Here are TWO simple practices that you can begin today that are proven to shift you from a fear/stress state to one where you are more at ease. The THIRD is a bonus.
Take ten minutes in the morning and five minutes at night to practice resonant breathing.
This is a powerful and simple practice of breathing evenly at a five or six count inhale and exhale.
Download The Breathing App (free), and set your calendar with a reminder at the same time each day. (Link below.)
Find a comfortable chair where the soles of your feet touch the ground and where you can maintain a straight back. Breathe through your nose and allow the belly to expand on the inhale and contract on the exhale. Placing your right hand on your belly to feel it move is useful here.

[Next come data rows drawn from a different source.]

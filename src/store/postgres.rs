//! Postgres-backed account store.
//!
//! Uniqueness rides on the `accounts_email_key` constraint, so concurrent
//! registrations with the same email resolve at the database rather than in
//! application code. Partial updates run as read-modify-write inside one
//! transaction with a row lock.

use anyhow::Context;
use async_trait::async_trait;
use chrono::{DateTime, Utc};
use sqlx::postgres::PgRow;
use sqlx::{PgPool, Row};
use tracing::{info_span, Instrument};
use uuid::Uuid;

use super::{AccountStore, StoreError, StoreResult};
use crate::account::{Account, AccountDraft, AccountPatch};

const ACCOUNT_COLUMNS: &str = "id, email, password_hash, first_name, last_name, \
    is_email_verified, email_verification_code, email_verification_expires, \
    password_reset_code, password_reset_expires, refresh_token, refresh_token_expires, \
    failed_login_attempts, locked_until, is_active, created_at, updated_at";

const SCHEMA: &str = r"
    CREATE TABLE IF NOT EXISTS accounts (
        id UUID PRIMARY KEY DEFAULT gen_random_uuid(),
        email TEXT NOT NULL UNIQUE,
        password_hash TEXT NOT NULL,
        first_name TEXT NOT NULL,
        last_name TEXT NOT NULL,
        is_email_verified BOOLEAN NOT NULL DEFAULT FALSE,
        email_verification_code TEXT,
        email_verification_expires TIMESTAMPTZ,
        password_reset_code TEXT,
        password_reset_expires TIMESTAMPTZ,
        refresh_token TEXT,
        refresh_token_expires TIMESTAMPTZ,
        failed_login_attempts INTEGER NOT NULL DEFAULT 0,
        locked_until TIMESTAMPTZ,
        is_active BOOLEAN NOT NULL DEFAULT TRUE,
        created_at TIMESTAMPTZ NOT NULL DEFAULT NOW(),
        updated_at TIMESTAMPTZ NOT NULL DEFAULT NOW()
    )
";

pub struct PgAccountStore {
    pool: PgPool,
}

impl PgAccountStore {
    #[must_use]
    pub fn new(pool: PgPool) -> Self {
        Self { pool }
    }

    /// Create the accounts table if missing. Intended for first boot and
    /// integration tests; production deployments may prefer migrations.
    pub async fn ensure_schema(&self) -> StoreResult<()> {
        let span = info_span!(
            "db.query",
            db.system = "postgresql",
            db.operation = "CREATE TABLE",
            db.statement = SCHEMA
        );
        sqlx::query(SCHEMA)
            .execute(&self.pool)
            .instrument(span)
            .await
            .context("failed to create accounts table")?;
        Ok(())
    }

    async fn find_one_by_text(&self, query: &str, value: &str) -> StoreResult<Option<Account>> {
        let span = info_span!(
            "db.query",
            db.system = "postgresql",
            db.operation = "SELECT",
            db.statement = query
        );
        let row = sqlx::query(query)
            .bind(value)
            .fetch_optional(&self.pool)
            .instrument(span)
            .await
            .context("failed to query account")?;
        Ok(row.as_ref().map(account_from_row))
    }
}

#[async_trait]
impl AccountStore for PgAccountStore {
    async fn find_by_email(&self, email: &str) -> StoreResult<Option<Account>> {
        let query = format!("SELECT {ACCOUNT_COLUMNS} FROM accounts WHERE email = $1");
        self.find_one_by_text(&query, email).await
    }

    async fn find_by_id(&self, id: Uuid) -> StoreResult<Option<Account>> {
        let query = format!("SELECT {ACCOUNT_COLUMNS} FROM accounts WHERE id = $1");
        let span = info_span!(
            "db.query",
            db.system = "postgresql",
            db.operation = "SELECT",
            db.statement = query.as_str()
        );
        let row = sqlx::query(&query)
            .bind(id)
            .fetch_optional(&self.pool)
            .instrument(span)
            .await
            .context("failed to query account by id")?;
        Ok(row.as_ref().map(account_from_row))
    }

    async fn find_by_active_refresh_token(&self, token: &str) -> StoreResult<Option<Account>> {
        let query = format!(
            "SELECT {ACCOUNT_COLUMNS} FROM accounts \
             WHERE refresh_token = $1 AND refresh_token_expires > NOW() AND is_active"
        );
        self.find_one_by_text(&query, token).await
    }

    async fn find_by_verification_code(&self, code: &str) -> StoreResult<Option<Account>> {
        let query = format!(
            "SELECT {ACCOUNT_COLUMNS} FROM accounts \
             WHERE email_verification_code = $1 AND email_verification_expires > NOW()"
        );
        self.find_one_by_text(&query, code).await
    }

    async fn find_by_reset_code(&self, code: &str) -> StoreResult<Option<Account>> {
        let query = format!(
            "SELECT {ACCOUNT_COLUMNS} FROM accounts \
             WHERE password_reset_code = $1 AND password_reset_expires > NOW()"
        );
        self.find_one_by_text(&query, code).await
    }

    async fn create(&self, draft: AccountDraft) -> StoreResult<Account> {
        let query = format!(
            "INSERT INTO accounts \
                 (email, password_hash, first_name, last_name, \
                  email_verification_code, email_verification_expires) \
             VALUES ($1, $2, $3, $4, $5, $6) \
             RETURNING {ACCOUNT_COLUMNS}"
        );
        let span = info_span!(
            "db.query",
            db.system = "postgresql",
            db.operation = "INSERT",
            db.statement = query.as_str()
        );
        let row = sqlx::query(&query)
            .bind(&draft.email)
            .bind(&draft.password_hash)
            .bind(&draft.first_name)
            .bind(&draft.last_name)
            .bind(&draft.email_verification_code)
            .bind(draft.email_verification_expires)
            .fetch_one(&self.pool)
            .instrument(span)
            .await;

        match row {
            Ok(row) => Ok(account_from_row(&row)),
            Err(err) if is_unique_violation(&err) => Err(StoreError::DuplicateEmail),
            Err(err) => Err(StoreError::Unavailable(
                anyhow::Error::new(err).context("failed to insert account"),
            )),
        }
    }

    async fn update(&self, id: Uuid, patch: AccountPatch) -> StoreResult<()> {
        let mut tx = self
            .pool
            .begin()
            .await
            .context("failed to begin update transaction")?;

        let query = format!("SELECT {ACCOUNT_COLUMNS} FROM accounts WHERE id = $1 FOR UPDATE");
        let span = info_span!(
            "db.query",
            db.system = "postgresql",
            db.operation = "SELECT",
            db.statement = query.as_str()
        );
        let row = sqlx::query(&query)
            .bind(id)
            .fetch_optional(&mut *tx)
            .instrument(span)
            .await
            .context("failed to lock account row")?;

        let Some(row) = row else {
            let _ = tx.rollback().await;
            return Err(StoreError::NotFound);
        };

        let mut account = account_from_row(&row);
        account.apply(patch, Utc::now());

        let query = r"
            UPDATE accounts
            SET password_hash = $2,
                is_email_verified = $3,
                email_verification_code = $4,
                email_verification_expires = $5,
                password_reset_code = $6,
                password_reset_expires = $7,
                refresh_token = $8,
                refresh_token_expires = $9,
                failed_login_attempts = $10,
                locked_until = $11,
                is_active = $12,
                updated_at = NOW()
            WHERE id = $1
        ";
        let span = info_span!(
            "db.query",
            db.system = "postgresql",
            db.operation = "UPDATE",
            db.statement = query
        );
        sqlx::query(query)
            .bind(id)
            .bind(&account.password_hash)
            .bind(account.is_email_verified)
            .bind(&account.email_verification_code)
            .bind(account.email_verification_expires)
            .bind(&account.password_reset_code)
            .bind(account.password_reset_expires)
            .bind(&account.refresh_token)
            .bind(account.refresh_token_expires)
            .bind(account.failed_login_attempts)
            .bind(account.locked_until)
            .bind(account.is_active)
            .execute(&mut *tx)
            .instrument(span)
            .await
            .context("failed to update account")?;

        tx.commit()
            .await
            .context("failed to commit update transaction")?;
        Ok(())
    }
}

fn account_from_row(row: &PgRow) -> Account {
    Account {
        id: row.get("id"),
        email: row.get("email"),
        password_hash: row.get("password_hash"),
        first_name: row.get("first_name"),
        last_name: row.get("last_name"),
        is_email_verified: row.get("is_email_verified"),
        email_verification_code: row.get("email_verification_code"),
        email_verification_expires: row.get::<Option<DateTime<Utc>>, _>("email_verification_expires"),
        password_reset_code: row.get("password_reset_code"),
        password_reset_expires: row.get::<Option<DateTime<Utc>>, _>("password_reset_expires"),
        refresh_token: row.get("refresh_token"),
        refresh_token_expires: row.get::<Option<DateTime<Utc>>, _>("refresh_token_expires"),
        failed_login_attempts: row.get("failed_login_attempts"),
        locked_until: row.get::<Option<DateTime<Utc>>, _>("locked_until"),
        is_active: row.get("is_active"),
        created_at: row.get("created_at"),
        updated_at: row.get("updated_at"),
    }
}

fn is_unique_violation(err: &sqlx::Error) -> bool {
    match err {
        sqlx::Error::Database(db_err) => db_err.code().is_some_and(|code| code.as_ref() == "23505"),
        _ => false,
    }
}

#[cfg(test)]
mod tests {
    use super::{is_unique_violation, ACCOUNT_COLUMNS, SCHEMA};

    #[test]
    fn schema_enforces_email_uniqueness() {
        assert!(SCHEMA.contains("email TEXT NOT NULL UNIQUE"));
    }

    #[test]
    fn column_list_matches_schema() {
        for column in ACCOUNT_COLUMNS.split(',').map(str::trim) {
            assert!(SCHEMA.contains(column), "schema missing column {column}");
        }
    }

    #[test]
    fn non_database_errors_are_not_unique_violations() {
        assert!(!is_unique_violation(&sqlx::Error::RowNotFound));
    }
}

Use the sound feature in The Breathing App instead of the visual cue. This will allow you to close your eyes and relax your face.
The research on resonant breathing indicates that this is an effective way to signal to the brain that you are not in danger and that you can relax.
Breathing is more powerful than most people realize. Ten minutes does wonders.
Begin a smiling practice. Smiling practice is simple. Take time during the day to pause and notice if you are holding tension in your face. If you are, relax the face by smiling slightly with both mouth and eyes.
The vagus nerve is the 10th cranial nerve, the longest in our nervous system. The vagus nerve travels from the brain all the way to the gut. Among its many functions, it is involved with the regulation of the heart, bronchi, and head.
Your face reflects your sense of feeling safe and at ease because of this vagus nerve connection. It does this for others who are looking at you. It also signals your brain. That is, relaxing your face, putting a slight smile and allowing the eyes to reflect the smile, signals to your brain that you are in a safe place where you can be at ease.
Much like breathing evenly (even inhale and even exhale) elevates your mood and creates a sense of wellbeing, smiling slightly does something similar.
Combining breathing evenly and smiling for ten minutes in the morning and five at night is a fantastic basic practice to remind you of what it feels like to feel at ease. You may not notice a dramatic change at the beginning, but over time, with consistent practice, you will notice a sense of deep relaxation.
GO DEEPER. Remind yourself that living at ease is the opposite of dis-ease. Becoming aware of the impact of living in constant stress/fear is a good first step. Taking the next step of unwinding the conditions that trigger stress is a wise move that can be started gently and TODAY. A small daily practice as I described can make a huge difference.